The Yemeni government has little authority in the mountainous areas outside the major cities, but amid a sustained campaign, al-Houthi was killed in an attack on his hideout. Fighting eased over the years and in 2007 a deal was signed between the government and the fighters, but never implemented. A year later, in 2008, Qatari mediators helped revive the deal and the two sides met in Doha to sign a document outlining procedures for the implementation of the earlier agreement. But on August 10, 2009, Ali Abdullah al-Saleh, the Yemeni president, said the fighters showed no intention of adhering to the peace process and accused them of destroying homes and farms and blocking food distribution. The campaign began again and Yemen’s Supreme Security Committee announced it would crush the fighters with an “iron fist”.
Enough is Enough Already . . .
Following a long period of restraint in the face of repeated Houthi infiltration into the territory of the Kingdom, Saudi forces launched a major military offensive across the Yemen border in what they have stated is their legitimate right to protect its territory by military force. Central Gulf and Arab states have had mixed reactions, indicating that the conflict is not what is generally considered a “war”, attributed to the fact that the opponent (Houthis) are not an organized military force, but rather an irregular formation dependent upon guerrilla tactics consistent with self preservation in the harsh mountainous region.

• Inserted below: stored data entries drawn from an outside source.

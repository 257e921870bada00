//! Error types for the crate.
//!
//! Drivers and the scalar layer report [`BackendError`]; the curve façade and
//! the registry report [`Error`], which wraps backend failures. Decoding
//! failures and arithmetic-domain failures are separate variants so callers
//! can tell malformed input apart from a mathematically undefined request.
//!
//! # Examples
//!
//! ```rust
//! use bilinear::errors::BackendError;
//!
//! let err = BackendError::InvalidLength { what: "g1", expected: 96, actual: 3 };
//! assert!(err.is_decoding());
//! ```

use thiserror::Error;

/// Errors raised by drivers and by scalar arithmetic.
#[derive(Debug, Error, Clone, PartialEq, Eq)]
pub enum BackendError {
    #[error("unsupported curve: {0}")]
    UnsupportedCurve(&'static str),
    #[error("unsupported backend feature: {0}")]
    UnsupportedFeature(&'static str),
    #[error("decoding failure: {0}")]
    Decoding(&'static str),
    #[error("invalid {what} length: expected {expected} bytes, got {actual}")]
    InvalidLength {
        what: &'static str,
        expected: usize,
        actual: usize,
    },
    #[error("math error: {0}")]
    Math(&'static str),
    #[error("hash to group failed: {0}")]
    HashToGroup(&'static str),
}

impl BackendError {
    /// True for failures caused by malformed encodings.
    pub fn is_decoding(&self) -> bool {
        matches!(
            self,
            BackendError::Decoding(_) | BackendError::InvalidLength { .. }
        )
    }

    /// True for requests that have no mathematical answer (non-invertible
    /// values, empty domains, out-of-range conversions).
    pub fn is_arithmetic(&self) -> bool {
        matches!(self, BackendError::Math(_) | BackendError::HashToGroup(_))
    }
}

/// High-level errors returned by the curve façade and the registry.
#[derive(Debug, Error)]
pub enum Error {
    #[error("invalid configuration: {0}")]
    InvalidConfig(String),
    #[error("backend error: {0}")]
    Backend(#[from] BackendError),
    #[error("length mismatch: {left} vs {right}")]
    LengthMismatch { left: usize, right: usize },
}

impl Error {
    /// Returns the wrapped backend error, if any.
    pub fn backend(&self) -> Option<&BackendError> {
        match self {
            Error::Backend(err) => Some(err),
            _ => None,
        }
    }
}

#[cfg(test)]
mod tests {
    use super::*;

    #[test]
    fn decoding_and_arithmetic_are_disjoint() {
        let decoding = [
            BackendError::Decoding("not on curve"),
            BackendError::InvalidLength {
                what: "scalar",
                expected: 32,
                actual: 0,
            },
        ];
        for err in &decoding {
            assert!(err.is_decoding());
            assert!(!err.is_arithmetic());
        }
        let math = BackendError::Math("no inverse");
        assert!(math.is_arithmetic());
        assert!(!math.is_decoding());
    }

    #[test]
    fn backend_error_converts_into_error() {
        let err: Error = BackendError::Math("no inverse").into();
        assert_eq!(err.backend(), Some(&BackendError::Math("no inverse")));
        assert_eq!(err.to_string(), "backend error: math error: no inverse");
    }

    #[test]
    fn every_facade_error_carries_a_cause() {
        let errors = [
            Error::InvalidConfig("unknown curve `X`".into()),
            Error::Backend(BackendError::Decoding("not on curve")),
            Error::LengthMismatch { left: 1, right: 2 },
        ];
        for err in &errors {
            let recognized = match err {
                Error::InvalidConfig(msg) => !msg.is_empty(),
                Error::Backend(inner) => inner.is_decoding() || inner.is_arithmetic(),
                Error::LengthMismatch { left, right } => left != right,
            };
            assert!(recognized, "{err}");
        }
    }
}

Saudi Arabian forces have carried out their campaign into Yemeni territory using tanks, artillery and fighter-bomber aircraft sorties, primarily in the border districts of Malahiz and Shada provinces. The Saudis [are] insisting … that the aim of the air strikes and military campaign is not just to pound Houthi areas but to make sure the Houthis are not going back to the borders to launch attacks against Saudi Arabia. The area is extremely difficult for campaigning; it is rugged terrain where the Houthis have had remarkable success using guerrilla tactics to wage hit-and-run attacks against both the Yemeni government and Saudi Arabian military forces. According to remarks made by Prince Nayef bin Abdel Aziz Saudi, Saudi Arabia’s interior minister, “when it comes to crossing the borders and violating the security of the Saudi Kingdom, “we will defend the Saudi territories even if it is just one metre.”